The input —
----------------
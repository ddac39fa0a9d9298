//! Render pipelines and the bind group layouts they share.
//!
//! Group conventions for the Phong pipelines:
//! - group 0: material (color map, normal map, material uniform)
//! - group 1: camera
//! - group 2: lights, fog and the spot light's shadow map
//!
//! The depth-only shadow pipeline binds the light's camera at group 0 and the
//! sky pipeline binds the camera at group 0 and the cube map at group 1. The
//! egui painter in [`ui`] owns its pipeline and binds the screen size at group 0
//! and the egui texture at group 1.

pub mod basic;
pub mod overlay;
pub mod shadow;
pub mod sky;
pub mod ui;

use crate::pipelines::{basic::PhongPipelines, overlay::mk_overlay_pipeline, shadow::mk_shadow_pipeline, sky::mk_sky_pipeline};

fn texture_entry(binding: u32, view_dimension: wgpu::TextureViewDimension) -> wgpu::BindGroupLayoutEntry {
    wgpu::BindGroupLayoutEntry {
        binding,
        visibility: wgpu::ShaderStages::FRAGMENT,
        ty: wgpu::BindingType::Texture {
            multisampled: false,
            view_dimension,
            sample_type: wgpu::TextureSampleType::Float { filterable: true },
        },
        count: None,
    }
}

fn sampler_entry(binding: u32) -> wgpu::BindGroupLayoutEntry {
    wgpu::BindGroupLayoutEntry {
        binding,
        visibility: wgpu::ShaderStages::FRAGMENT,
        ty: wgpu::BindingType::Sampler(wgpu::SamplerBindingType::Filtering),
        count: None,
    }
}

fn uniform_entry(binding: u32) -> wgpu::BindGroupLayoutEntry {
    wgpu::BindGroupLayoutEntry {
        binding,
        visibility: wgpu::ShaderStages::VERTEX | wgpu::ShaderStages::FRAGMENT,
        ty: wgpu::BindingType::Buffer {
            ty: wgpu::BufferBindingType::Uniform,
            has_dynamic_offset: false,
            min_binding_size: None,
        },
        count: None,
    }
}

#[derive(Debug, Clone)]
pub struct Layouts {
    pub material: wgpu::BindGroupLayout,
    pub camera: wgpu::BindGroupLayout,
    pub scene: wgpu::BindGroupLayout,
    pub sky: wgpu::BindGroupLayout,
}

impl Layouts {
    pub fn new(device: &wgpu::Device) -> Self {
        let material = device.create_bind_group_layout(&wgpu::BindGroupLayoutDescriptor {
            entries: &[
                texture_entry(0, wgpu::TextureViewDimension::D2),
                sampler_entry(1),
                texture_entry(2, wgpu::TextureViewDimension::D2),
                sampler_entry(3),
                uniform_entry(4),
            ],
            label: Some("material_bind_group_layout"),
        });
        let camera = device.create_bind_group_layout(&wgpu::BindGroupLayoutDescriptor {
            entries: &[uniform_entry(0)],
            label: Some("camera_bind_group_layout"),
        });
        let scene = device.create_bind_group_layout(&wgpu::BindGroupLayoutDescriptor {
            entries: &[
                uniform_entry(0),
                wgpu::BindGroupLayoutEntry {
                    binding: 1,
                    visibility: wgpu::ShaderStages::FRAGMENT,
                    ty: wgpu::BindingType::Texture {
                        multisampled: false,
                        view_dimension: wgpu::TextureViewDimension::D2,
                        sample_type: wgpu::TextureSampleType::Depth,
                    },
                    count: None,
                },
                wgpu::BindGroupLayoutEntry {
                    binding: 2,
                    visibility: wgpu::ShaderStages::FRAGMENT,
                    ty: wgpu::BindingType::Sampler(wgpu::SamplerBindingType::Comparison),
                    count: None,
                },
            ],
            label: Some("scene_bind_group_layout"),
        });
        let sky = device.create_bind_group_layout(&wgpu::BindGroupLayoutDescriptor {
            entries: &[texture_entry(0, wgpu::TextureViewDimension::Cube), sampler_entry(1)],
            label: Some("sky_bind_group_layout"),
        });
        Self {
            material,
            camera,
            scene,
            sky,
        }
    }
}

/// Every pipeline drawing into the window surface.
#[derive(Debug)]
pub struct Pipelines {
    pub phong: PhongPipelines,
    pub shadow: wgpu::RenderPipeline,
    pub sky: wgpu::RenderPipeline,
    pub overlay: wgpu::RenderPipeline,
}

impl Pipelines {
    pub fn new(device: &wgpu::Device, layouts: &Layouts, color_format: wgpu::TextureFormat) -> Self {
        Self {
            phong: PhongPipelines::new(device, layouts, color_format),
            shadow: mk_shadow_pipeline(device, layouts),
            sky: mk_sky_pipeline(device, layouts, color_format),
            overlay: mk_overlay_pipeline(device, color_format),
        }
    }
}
----------------
Task objective — Only the lines above starting at the one containing "pub mod basic;" and ending at the one containing "#[derive(Debug, Clone)]", both included, are to be returned, exactly as they read.

Written solution —
pub mod basic;
pub mod overlay;
pub mod shadow;
pub mod sky;
pub mod ui;

use crate::pipelines::{basic::PhongPipelines, overlay::mk_overlay_pipeline, shadow::mk_shadow_pipeline, sky::mk_sky_pipeline};

fn texture_entry(binding: u32, view_dimension: wgpu::TextureViewDimension) -> wgpu::BindGroupLayoutEntry {
    wgpu::BindGroupLayoutEntry {
        binding,
        visibility: wgpu::ShaderStages::FRAGMENT,
        ty: wgpu::BindingType::Texture {
            multisampled: false,
            view_dimension,
            sample_type: wgpu::TextureSampleType::Float { filterable: true },
        },
        count: None,
    }
}

fn sampler_entry(binding: u32) -> wgpu::BindGroupLayoutEntry {
    wgpu::BindGroupLayoutEntry {
        binding,
        visibility: wgpu::ShaderStages::FRAGMENT,
        ty: wgpu::BindingType::Sampler(wgpu::SamplerBindingType::Filtering),
        count: None,
    }
}

fn uniform_entry(binding: u32) -> wgpu::BindGroupLayoutEntry {
    wgpu::BindGroupLayoutEntry {
        binding,
        visibility: wgpu::ShaderStages::VERTEX | wgpu::ShaderStages::FRAGMENT,
        ty: wgpu::BindingType::Buffer {
            ty: wgpu::BufferBindingType::Uniform,
            has_dynamic_offset: false,
            min_binding_size: None,
        },
        count: None,
    }
}

#[derive(Debug, Clone)]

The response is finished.